Columnistas

El lenguaje del color en las ciudades

El color ayuda a crear ilusiones ópticas en la arquitectura y dota de luminosidad a las ciudades.

La Razón (Edición Impresa) / Patricia Vargas

22:49 / 25 de mayo de 2016

Tal como lo confirman ciertos escritos, el color durante la historia ha formado parte de la cultura de las ciudades. Los clasicistas puros no dejaron de sorprenderse cuando la antigua Grecia demostró que lo policromático cualificó a las grandes obras de la arquitectura clásica griega. Un acercamiento a la Acrópolis de Atenas, la principal ciudad helena, da cuenta de que allí jamás existieron edificaciones blancas y que el color fue utilizado para enriquecer sus expresiones culturales; sin olvidar que sus reliquias escultóricas fueron pintadas con pigmentos de colores vivos.
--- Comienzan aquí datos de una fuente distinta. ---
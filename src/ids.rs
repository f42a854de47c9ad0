//! Request correlation ids.
//!
//! A [`RequestId`] is a ULID, so ids sort by creation time and fit in a
//! header without escaping. [`RequestIdMiddleware`](crate::middleware::RequestIdMiddleware)
//! attaches one to every request it sees.

use http::header::{HeaderMap, HeaderName, HeaderValue};
use std::fmt;
use std::str::FromStr;
use ulid::Ulid;

/// ULID identifying one request across logs and the response.
#[derive(Clone, Copy, Eq, PartialEq, Hash, Debug)]
pub struct RequestId(pub Ulid);

impl RequestId {
    #[must_use]
    pub fn new() -> Self {
        Self(Ulid::new())
    }

    /// Reuse the id carried in `header`, or generate a fresh one when the
    /// header is absent or does not hold a valid ULID.
    #[must_use]
    pub fn from_headers(headers: &HeaderMap, header: &HeaderName) -> Self {
        let incoming = headers.get(header).and_then(|v| v.to_str().ok());
        Self::from_header_or_new(incoming)
    }

    /// Parse a raw header value, falling back to a new id.
    #[must_use]
    pub fn from_header_or_new(header_value: Option<&str>) -> Self {
        header_value
            .and_then(|s| s.trim().parse().ok())
            .unwrap_or_default()
    }

    /// The id as a header value.
    #[must_use]
    pub fn to_header_value(&self) -> HeaderValue {
        // Crockford base32 is always a valid header value
        HeaderValue::from_str(&self.0.to_string()).unwrap_or(HeaderValue::from_static(""))
    }
}

impl Default for RequestId {
    fn default() -> Self {
        Self::new()
    }
}

impl fmt::Display for RequestId {
    fn fmt(&self, f: &mut fmt::Formatter<'_>) -> fmt::Result {
        fmt::Display::fmt(&self.0, f)
    }
}

impl FromStr for RequestId {
    type Err = ulid::DecodeError;

    fn from_str(s: &str) -> Result<Self, Self::Err> {
        Ulid::from_string(s).map(Self)
    }
}

#[cfg(test)]
mod tests {
    use super::*;

    const HEADER: HeaderName = HeaderName::from_static("x-request-id");

    #[test]
    fn test_from_headers_keeps_valid_ulid() {
        let id = RequestId::new();
        let mut headers = HeaderMap::new();
        headers.insert(HEADER, id.to_header_value());
        assert_eq!(RequestId::from_headers(&headers, &HEADER), id);
    }

    #[test]
    fn test_from_headers_replaces_garbage() {
        let mut headers = HeaderMap::new();
        headers.insert(HEADER, HeaderValue::from_static("not-a-ulid"));
        let id = RequestId::from_headers(&headers, &HEADER);
        assert_eq!(id.to_string().len(), 26);
        assert_ne!(RequestId::from_headers(&HeaderMap::new(), &HEADER), id);
    }

    #[test]
    fn test_header_value_round_trips_through_display() {
        let id = RequestId::new();
        assert_eq!(id.to_header_value(), id.to_string().as_str());
    }
}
A pesar de ello, en el siglo XIX los arquitectos neoclasicistas, ­incluso habiendo conocido el sentido estético griego,­ siguieron basando sus obras dentro de los órdenes de la arquitectura griega; empero, conservaron el uso del color blanco con apariencia monocromática.

Ya en el siglo XX y con el ingreso de la arquitectura internacional, expertos opinaron que el color fue el elemento decorativo que perteneció a la arquitectura del pasado y a los regionalismos. Sin embargo, la arquitectura mexicana y ciertos arquitectos de gran prestigio demostraron que, por el contrario, el uso del color es capaz de dar vida a cualquier espacio sencillo, pero bien concebido. Es el caso de Barragán, quien supo aprovechar la fuerza del color en sus obras para iluminar y dotar de misterio a esos bellos y sencillos espacios del silencio.

Lo cierto es que el color colabora en dotar de ilusiones ópticas a la arquitectura, demostrando que su uso tenue o fuerte, además de remarcarla, le dota de una virtuosa luminosidad. Con ello, las ciudades se apropian de esa expresividad particular que las convierte en atractivas y sorpresivas. Nos referimos a esos entornos citadinos coloridos que se entremezclan con los vacíos urbanos que la naturaleza nos regala y las arterias que se entrecruzan con esas edificaciones de colores diferentes; detalles que hacen a las ciudades y colaboran en humanizar la vida del ciudadano.

Cuando observamos las laderas de La Paz, por ejemplo, el barrio de Munaypata, nos invade un sentimiento de tristeza, ya que denota una inhospitalidad real, no solo por el desmedido número de edificaciones que allí se observa, sino también porque esa imagen se convierte en severa por la falta de espacios abiertos. Allí casi nada produce sensaciones amables al habitante que diariamente transita en medio de esos muros de ladrillo.

Es evidente que esos barrios tan densamente edificados necesitan del pintado de sus casas y la imposición del plantado de árboles en cualquier rincón disponible, además de respetar el poco entorno natural que les queda.

Es lamentable el criterio de esa población que afirma que el conservar esos muros sin revoque significa progreso en su vida, lo cual debiera preocupar e incentivar a transmitir criterios como los de Leger: “El hombre necesita del color para vivir, porque es un elemento tan necesario como el agua y el aire”. Esto porque el color se relaciona con la luz, y ello produce valores afectivos y emocionales.

La necesidad del color en esos barrios de La Paz debería alentar también el despliegue de artistas a dichos lugares (como el mencionado barrio de Munaypata) para que realicen pruebas con sus paletas de colores, encaminadas a su embellecimiento; así se demostraría que el color puede “iluminar las ciudades”. Principios estéticos, técnicos y humanos que, a fin de cuentas, pueden convertirse en el lenguaje alegórico inequívoco del sentido cultural de esta ciudad.